Говорил он ровным голосом. Со стороны никто бы не поверил, что этот человек только что вырвался из лап смерти.
Утром заминировали шоссе. Ждали одиночную машину, а показалась целая колонна.
— Тут как бы нам самим в «языки» не угодить.
— Отойдем-ка лучше.
Уже в лесу донеслось до нас два взрыва. Гитлеровцы на дороге открыли стрельбу. Сработали, значит, наши мины. Но нам «язык» нужен… Долго плутали вдоль дороги. Промерзли, устали. Разочарованные, свернули в лес. И тут повезло. Увидели фургон, запряженный парой лошадей. В нем было два немца. Схватили их. Вот и «языки»!
На отдых зашли в одну из лесных деревушек, встретили нас радушно — Бобровник свой человек во всем партизанском крае. Поместили в землянке охраны. Но отдыхать не пришлось: заявился связной из деревни Вьюнища и сообщил, что там немцы и полицаи справляют рождество, бесчинствуют, измываются над жителями.
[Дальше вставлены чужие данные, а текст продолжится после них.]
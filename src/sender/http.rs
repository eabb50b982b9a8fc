use super::{OutboundRequest, STATUS_ACCEPTED, Transport, TransportError};
use futures::future::BoxFuture;
use reqwest::header::{ACCEPT, CONTENT_TYPE, HeaderMap, HeaderName, HeaderValue};
use reqwest::{Client, ClientBuilder, RequestBuilder};
use std::collections::BTreeMap;
use std::sync::Arc;
use std::sync::atomic::{AtomicU64, Ordering};
use std::time::{Duration, Instant};
use tracing::debug;
use url::Url;

pub const DEFAULT_ROOT_URL: &str = "https://api.logmatic.io/v1/input";
pub const IP_TRACKING_HEADER: &str = "X-Logmatic-Add-IP";
pub const USER_AGENT_TRACKING_HEADER: &str = "X-Logmatic-Add-UserAgent";

#[derive(Debug, Clone)]
pub struct ClientConfig {
    /// Ingestion root; the API key is appended as the last path segment.
    pub root_url: String,
    pub timeout: Duration,
    pub user_agent: String,
}

impl Default for ClientConfig {
    fn default() -> Self {
        Self {
            root_url: DEFAULT_ROOT_URL.to_string(),
            timeout: Duration::from_secs(60),
            user_agent: format!("rask-log-shipper/{}", env!("CARGO_PKG_VERSION")),
        }
    }
}

#[derive(Debug, Clone, PartialEq)]
pub struct ConnectionStats {
    pub total_requests: u64,
    pub successful_requests: u64,
    pub failed_requests: u64,
    pub average_response_time: Duration,
}

#[derive(Debug, Default)]
struct ClientStats {
    total_requests: AtomicU64,
    successful_requests: AtomicU64,
    failed_requests: AtomicU64,
    total_response_time: AtomicU64,
}

impl ClientStats {
    fn record_request(&self, success: bool, response_time: Duration) {
        self.total_requests.fetch_add(1, Ordering::Relaxed);
        self.total_response_time
            .fetch_add(response_time.as_millis() as u64, Ordering::Relaxed);

        if success {
            self.successful_requests.fetch_add(1, Ordering::Relaxed);
        } else {
            self.failed_requests.fetch_add(1, Ordering::Relaxed);
        }
    }
}

/// `Transport` backed by a pooled `reqwest` client.
#[derive(Debug, Clone)]
pub struct HttpTransport {
    client: Client,
    config: ClientConfig,
    root_url: Url,
    stats: Arc<ClientStats>,
}

impl HttpTransport {
    pub fn new(config: ClientConfig) -> Result<Self, TransportError> {
        let root_url: Url = config
            .root_url
            .parse()
            .map_err(|e| TransportError::InvalidUrl(format!("{}: {e}", config.root_url)))?;
        if root_url.cannot_be_a_base() {
            return Err(TransportError::InvalidUrl(config.root_url.clone()));
        }

        let client = ClientBuilder::new()
            .timeout(config.timeout)
            .user_agent(&config.user_agent)
            .build()?;

        Ok(Self {
            client,
            config,
            root_url,
            stats: Arc::new(ClientStats::default()),
        })
    }

    pub fn config(&self) -> &ClientConfig {
        &self.config
    }

    /// `<root-url>/<api-key>`, with the key percent-encoded as one segment.
    pub fn endpoint_for(&self, api_key: &str) -> Result<Url, TransportError> {
        let mut url = self.root_url.clone();
        {
            let mut segments = url
                .path_segments_mut()
                .map_err(|()| TransportError::InvalidUrl(self.config.root_url.clone()))?;
            segments.pop_if_empty().push(api_key);
        }
        Ok(url)
    }

    pub fn build_headers(
        &self,
        extra: &BTreeMap<String, String>,
    ) -> Result<HeaderMap, TransportError> {
        let mut headers = HeaderMap::new();
        headers.insert(CONTENT_TYPE, HeaderValue::from_static("application/json"));
        headers.insert(ACCEPT, HeaderValue::from_static("application/json"));

        for (name, value) in extra {
            let name = HeaderName::from_bytes(name.as_bytes())
                .map_err(|e| TransportError::InvalidHeader(format!("{name}: {e}")))?;
            let value = HeaderValue::from_str(value)
                .map_err(|e| TransportError::InvalidHeader(format!("{name}: {e}")))?;
            headers.insert(name, value);
        }

        Ok(headers)
    }

    pub fn connection_stats(&self) -> ConnectionStats {
        let total_requests = self.stats.total_requests.load(Ordering::Relaxed);
        let total_response_time = self.stats.total_response_time.load(Ordering::Relaxed);

        let average_response_time = if total_requests > 0 {
            Duration::from_millis(total_response_time / total_requests)
        } else {
            Duration::ZERO
        };

        ConnectionStats {
            total_requests,
            successful_requests: self.stats.successful_requests.load(Ordering::Relaxed),
            failed_requests: self.stats.failed_requests.load(Ordering::Relaxed),
            average_response_time,
        }
    }

    fn prepare(&self, request: OutboundRequest) -> Result<RequestBuilder, TransportError> {
        let url = self.endpoint_for(&request.api_key)?;
        let headers = self.build_headers(&request.headers)?;

        debug!("POST {} ({} bytes)", self.root_url, request.body.len());

        Ok(self
            .client
            .post(url)
            .headers(headers)
            .timeout(self.config.timeout)
            .body(request.body))
    }
}

impl Transport for HttpTransport {
    fn send(&self, request: OutboundRequest) -> BoxFuture<'static, Result<u16, TransportError>> {
        let prepared = self.prepare(request);
        let stats = self.stats.clone();

        Box::pin(async move {
            let builder = prepared?;
            let start = Instant::now();

            match builder.send().await {
                Ok(response) => {
                    let status = response.status().as_u16();
                    stats.record_request(status == STATUS_ACCEPTED, start.elapsed());
                    Ok(status)
                }
                Err(e) => {
                    stats.record_request(false, start.elapsed());
                    if e.is_timeout() {
                        Err(TransportError::Timeout)
                    } else {
                        Err(TransportError::RequestError(e))
                    }
                }
            }
        })
    }
}
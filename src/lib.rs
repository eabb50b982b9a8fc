// Specific pedantic lints enforced (not blanket allow):
#![deny(
    clippy::explicit_iter_loop,
    clippy::manual_let_else,
    clippy::semicolon_if_nothing_returned,
    clippy::inconsistent_struct_constructor
)]
// Noisy pedantic lints suppressed with justification:
#![allow(
    clippy::cast_possible_truncation, // Millisecond timestamps fit comfortably in i64
    clippy::cast_precision_loss,      // Acceptable for durations and display
    clippy::missing_errors_doc,       // Internal API
    clippy::missing_panics_doc,       // Internal API
    clippy::module_name_repetitions,  // e.g. ShipperService in shipper module
    clippy::must_use_candidate,       // Annotated selectively on critical APIs
    clippy::doc_markdown              // Internal API
)]

pub mod app;
pub mod buffer;
pub mod domain;
pub mod reliability;
pub mod sender;
pub mod shipper;

// Re-export main types for easy access
pub use app::{App, Config};
pub use domain::{Fields, LogEntry, ShipperError, Verbosity};
pub use reliability::{FilePersistence, MemoryPersistence, NoopPersistence, Persistence};
pub use sender::{HttpTransport, Transport};
pub use shipper::{LogShipper, ShipperConfig, ShipperService, ShipperStatus};

// Version information
pub const VERSION: &str = env!("CARGO_PKG_VERSION");
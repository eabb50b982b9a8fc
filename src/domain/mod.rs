//! Domain layer for rask-log-shipper.
//!
//! Contains the canonical types shared across all modules:
//! - `LogEntry`: an enriched record, an ordered JSON object
//! - `Verbosity`: how much the shipper reports about each delivery
//! - `ShipperError`: errors surfaced to callers of the shipper handle

pub mod error;
pub mod log_entry;
pub mod verbosity;

pub use error::ShipperError;
pub use log_entry::{Fields, LogEntry, MESSAGE_KEY, TIMESTAMP_KEY};
pub use verbosity::Verbosity;
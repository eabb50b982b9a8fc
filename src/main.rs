use rask_log_shipper::app;

#[tokio::main]
async fn main() -> anyhow::Result<()> {
    app::main().await
}
use crate::domain::LogEntry;
use serde::{Deserialize, Serialize};

/// An ordered group of entries, the unit of transmission and of persistence.
///
/// Serializes as a bare JSON array of entry objects, which is both the wire
/// body and the on-disk format.
#[derive(Debug, Clone, Default, PartialEq, Serialize, Deserialize)]
#[serde(transparent)]
pub struct LogBatch {
    entries: Vec<LogEntry>,
}

impl LogBatch {
    pub fn new(entries: Vec<LogEntry>) -> Self {
        Self { entries }
    }

    pub fn size(&self) -> usize {
        self.entries.len()
    }

    pub fn is_empty(&self) -> bool {
        self.entries.is_empty()
    }

    pub fn entries(&self) -> &[LogEntry] {
        &self.entries
    }

    pub fn into_entries(self) -> Vec<LogEntry> {
        self.entries
    }

    pub fn iter(&self) -> std::slice::Iter<'_, LogEntry> {
        self.entries.iter()
    }

    /// Concatenates two batches, `self` first.
    pub fn merged_with(mut self, later: LogBatch) -> LogBatch {
        self.entries.extend(later.entries);
        self
    }
}

impl From<Vec<LogEntry>> for LogBatch {
    fn from(entries: Vec<LogEntry>) -> Self {
        Self::new(entries)
    }
}

impl IntoIterator for LogBatch {
    type Item = LogEntry;
    type IntoIter = std::vec::IntoIter<LogEntry>;

    fn into_iter(self) -> Self::IntoIter {
        self.entries.into_iter()
    }
}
Вьюнища — родина нашего Вани Тараховича.
— Иустин Илларионович, — сказал он Бобровнику, — поднесем фашистам партизанские подарки к рождеству! Я скрытно подведу — тут мне каждый кустик родной.
Минуту подумав, Бобровник согласился. Пленных отправили в лагерь, а сами пошли в деревню. Полицию во Вьюнищах возглавлял Василь Корбут. Зверь! Давно уж мы собирались отплатить ему за кровь невинных людей.
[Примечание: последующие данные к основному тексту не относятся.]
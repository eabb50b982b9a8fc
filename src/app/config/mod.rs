mod cli;
pub mod serde_helpers;
mod validation;

use clap::ValueEnum;
use serde::{Deserialize, Serialize};
use thiserror::Error;

#[derive(Error, Debug)]
pub enum ConfigError {
    #[error("Invalid URL: {0}")]
    InvalidUrl(String),
    #[error("Invalid configuration: {0}")]
    InvalidConfig(String),
    #[error("File error: {0}")]
    FileError(#[from] std::io::Error),
    #[error("Parse error: {0}")]
    ParseError(#[from] toml::de::Error),
    #[error("Environment error: {0}")]
    EnvError(String),
}

/// Filter for the agent's own tracing output.
#[derive(Debug, Clone, Copy, PartialEq, Eq, ValueEnum, Serialize, Deserialize)]
#[serde(rename_all = "lowercase")]
pub enum LogLevel {
    Error,
    Warn,
    Info,
    Debug,
    Trace,
}

impl LogLevel {
    pub fn as_str(&self) -> &'static str {
        match self {
            LogLevel::Error => "error",
            LogLevel::Warn => "warn",
            LogLevel::Info => "info",
            LogLevel::Debug => "debug",
            LogLevel::Trace => "trace",
        }
    }
}

impl From<LogLevel> for tracing::Level {
    fn from(level: LogLevel) -> Self {
        match level {
            LogLevel::Error => tracing::Level::ERROR,
            LogLevel::Warn => tracing::Level::WARN,
            LogLevel::Info => tracing::Level::INFO,
            LogLevel::Debug => tracing::Level::DEBUG,
            LogLevel::Trace => tracing::Level::TRACE,
        }
    }
}

#[derive(Debug, Clone, Copy, PartialEq, Eq, Default, ValueEnum, Serialize, Deserialize)]
#[serde(rename_all = "lowercase")]
pub enum LogFormat {
    #[default]
    Compact,
    Json,
}

/// Where pending entries go while the shipper is suspended.
#[derive(Debug, Clone, Copy, PartialEq, Eq, Default, ValueEnum, Serialize, Deserialize)]
#[serde(rename_all = "lowercase")]
pub enum PersistenceBackend {
    /// A single JSON file
    #[default]
    File,
    /// An embedded sled database (requires the `disk-fallback` feature)
    Sled,
}

pub use cli::{Config, DEFAULT_PERSISTENCE_PATH};
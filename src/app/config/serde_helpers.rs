use crate::domain::Fields;
use serde_json::Value;

/// Parses `key=value` metadata entries into an ordered object. Values are
/// kept as strings; later duplicates win.
pub fn parse_meta_entries(entries: &[String]) -> Result<Fields, super::ConfigError> {
    let mut metadata = Fields::new();
    for entry in entries {
        let Some((key, value)) = entry.split_once('=') else {
            return Err(super::ConfigError::InvalidConfig(format!(
                "Metadata entry '{entry}' must look like key=value"
            )));
        };
        let key = key.trim();
        if key.is_empty() {
            return Err(super::ConfigError::InvalidConfig(format!(
                "Metadata entry '{entry}' has an empty key"
            )));
        }
        metadata.insert(key.to_string(), Value::String(value.trim().to_string()));
    }
    Ok(metadata)
}

/// Helper function to load and parse an environment variable.
/// Returns Ok(()) if the variable doesn't exist (keeps default).
pub fn load_env_var<T>(name: &str, target: &mut T) -> Result<(), super::ConfigError>
where
    T: std::str::FromStr,
    T::Err: std::fmt::Display,
{
    if let Ok(value) = std::env::var(name) {
        *target = value
            .parse()
            .map_err(|e| super::ConfigError::EnvError(format!("Invalid {name}: {e}")))?;
    }
    Ok(())
}

/// Helper function to load an optional string environment variable.
pub fn load_env_string_opt(name: &str, target: &mut Option<String>) {
    if let Ok(value) = std::env::var(name) {
        *target = Some(value);
    }
}

#[cfg(test)]
mod tests {
    use super::*;

    #[test]
    fn test_parse_meta_entries_keeps_order_and_trims() {
        let entries = vec!["app = demo".to_string(), "env=prod=eu".to_string()];
        let metadata = parse_meta_entries(&entries).unwrap();

        let pairs: Vec<_> = metadata
            .iter()
            .map(|(k, v)| (k.as_str(), v.as_str().unwrap_or_default()))
            .collect();
        assert_eq!(pairs, vec![("app", "demo"), ("env", "prod=eu")]);
    }

    #[test]
    fn test_parse_meta_entries_rejects_malformed() {
        assert!(parse_meta_entries(&["novalue".to_string()]).is_err());
        assert!(parse_meta_entries(&["=value".to_string()]).is_err());
    }
}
До деревни мы не дошли. Внимание привлек сарай на опушке. Около него толпилась шумная компания подвыпивших полицаев. Бобровник сказал Тараховичу:
— Ну, Ванюша, настрой своего «дегтяря» на веселый лад. Пусть они попляшут под твою музыку!
Подползли мы к сараю поближе. Заработали наши пулеметы. После насчитали тут двенадцать трупов полицаев и немцев. Спастись удалось только двум. В сарае стоял самогонный аппарат. Дед, которого полицаи заставили варить самогон, рассказал, что сюда заглядывал и Корбут, показывал немцам, как варится «русский шнапс». Уехал он всего за несколько минут до нашего нападения. Среди убитых оказались помощник Корбута, бородатый старик, и три его сына. Со стороны деревни донеслись автоматные очереди. Мы не стали дожидаться прихода немцев и скрылись в лесу.
Пока мы обходили наших связных, бригада приняла несколько самолетов с Большой земли. Они доставили оружие, боеприпасы, медикаменты и почту — письма, газеты, журналы. Печатное слово мы тогда ценили, пожалуй, больше, чем взрывчатку и патроны. Очень нуждался в нем народ. Стоило партизану появиться в селе с советской газетой в руках, его обступали крестьяне и не отпускали до тех пор, пока вся газета не была прочитана — от заголовка до последней строки.
Когда мы вернулись в лагерь, комиссар бригады Петр Агафонович Чернушин читал партизанам только что полученную «Правду». Наряду с другими новостями товарищи узнали, что во многих городах и селах страны начался сбор средств на строительство самолетов и танков. Чернушин задумчивым взглядом обвел партизан:
— А почему бы и нам не включиться в это дело? Соберем средства на партизанскую танковую колонну!
Мысль понравилась всем. К комиссару подошел разведчик Сергей Вишковский и подал золотые карманные часы на цепочке.
— Возьмите. Это подарок отца, но мне не жаль, пусть эта золотая цепочка затянется на шее Гитлера.
Принесли стол. На него посыпались деньги, ценные вещи, облигации. Комиссар не успевал записывать. А потом по предложению Володи Сысоева, секретаря комсомольской организации, партизанские посланцы направились в деревни Репино, Красная Слобода, Городячицы, Живунь, Подлуг, Славковичи. Прослышали о сборе средств и жители тех деревень, где стояли фашистские гарнизоны, и тоже захотели принять участие в создании партизанской танковой колонны. За несколько дней только отряд «За Советскую Родину!» собрал и переслал на Большую землю около 50 тысяч рублей деньгами да разных ценностей примерно на такую же сумму.